Disease Prediction System using Machine Learning

Abstract

This paper presents a medical-history-based potential disease prediction algorithm designed to assist in intelligent medical decision-making. Leveraging healthcare big data and deep learning, the proposed method aims to identify diseases that may be overlooked due to a patient\'s limited medical knowledge. Inspired by recommendation systems, the model applies deep learning to analyze historical medical records and predict possible diseases. It combines high-order and low-order relations between medical data using a machine learning approach, resulting in improved prediction accuracy.

Introduction

The rapid digitization of healthcare has generated massive Electronic Medical Records (EMRs) and diverse health-related data, creating Healthcare Big Data. This data includes clinical records, diagnostic imaging, insurance claims, biomedical research, environmental and behavioral information.
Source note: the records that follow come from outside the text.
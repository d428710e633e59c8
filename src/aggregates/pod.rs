use crate::{
    AggregateRoot, AggregateState, EsError, Event, Result,
    datacenter::{Datacenter, Function, Pod},
    entity_id,
    events::v1,
    store::AggregateStore,
};

/// State of the pod aggregate.
#[derive(Debug, Default)]
pub struct PodState {
    pub pod: Pod,
}

impl AggregateState for PodState {
    const TYPE: &'static str = "pod";

    fn when(&mut self, event: &Event) -> Result<()> {
        match event.event_type.as_str() {
            v1::POD_CREATED => self.on_created(event),
            other => Err(EsError::InvalidEventType(other.to_string())),
        }
    }
}

impl PodState {
    fn on_created(&mut self, event: &Event) -> Result<()> {
        let data: v1::PodCreatedEvent = event.get_json_data()?;

        self.pod.id = entity_id(Self::TYPE, &event.aggregate_id);
        self.pod.function = data.function;
        self.pod.instance = data.instance;
        self.pod.datacenter_id = data.datacenter_id;
        self.pod.name = format!("{}{}", data.function, data.instance);
        Ok(())
    }
}

pub type PodAggregate = AggregateRoot<PodState>;

impl AggregateRoot<PodState> {
    /// Records the creation of the pod. The instance number is one past the
    /// datacenter's current count of pods with the same function.
    pub fn create_pod(&mut self, function: &str, datacenter: &Datacenter) -> Result<()> {
        if function.is_empty() {
            return Err(self.validation_error("function not specified"));
        }

        let parsed = Function::parse(function);
        if parsed == Function::Unspecified {
            return Err(self.validation_error(format!("invalid function specified: {function}")));
        }

        let instance = datacenter.num_pod_instances(parsed) + 1;

        let event = v1::new_pod_created_event(self, parsed, instance, &datacenter.id)?;
        self.apply(event)
    }
}

/// Loads the pod aggregate for the given entity id, replaying its stream.
pub async fn load_pod_aggregate(
    store: &impl AggregateStore,
    aggregate_id: &str,
) -> Result<PodAggregate> {
    let mut pod = PodAggregate::new(aggregate_id);
    store.load(&mut pod).await?;
    Ok(pod)
}

#[cfg(test)]
mod tests {
    use super::*;

    #[test]
    fn create_derives_name_from_function_and_instance() {
        let mut datacenter = Datacenter::new("ash");
        datacenter.id = "dc1".to_string();
        datacenter.count_pod(Function::Service);

        let mut aggregate = PodAggregate::new("p1");
        aggregate.create_pod("svc", &datacenter).unwrap();

        let pod = &aggregate.state().pod;
        assert_eq!(pod.id, "p1");
        assert_eq!(pod.function, Function::Service);
        assert_eq!(pod.instance, 2);
        assert_eq!(pod.name, "service2");
        assert_eq!(pod.datacenter_id, "dc1");
        assert!(!pod.is_zero());
    }

    #[test]
    fn unknown_function_is_rejected() {
        let datacenter = Datacenter::new("ash");
        let mut aggregate = PodAggregate::new("p1");

        assert!(matches!(
            aggregate.create_pod("", &datacenter),
            Err(EsError::CommandValidation { .. })
        ));
        assert!(matches!(
            aggregate.create_pod("warehouse", &datacenter),
            Err(EsError::CommandValidation { .. })
        ));
        assert_eq!(aggregate.version(), 0);
    }
}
Proper analysis of this data can improve disease diagnosis, treatment efficiency, service quality, and personalized medical recommendations.

A key application is potential disease prediction, which helps identify conditions a patient might develop but is unaware of, enabling proactive healthcare and timely interventions. Traditional models—collaborative filtering, content-based, and hybrid approaches—struggle with high-dimensional, sparse data and fail to capture complex, nonlinear relationships between diseases.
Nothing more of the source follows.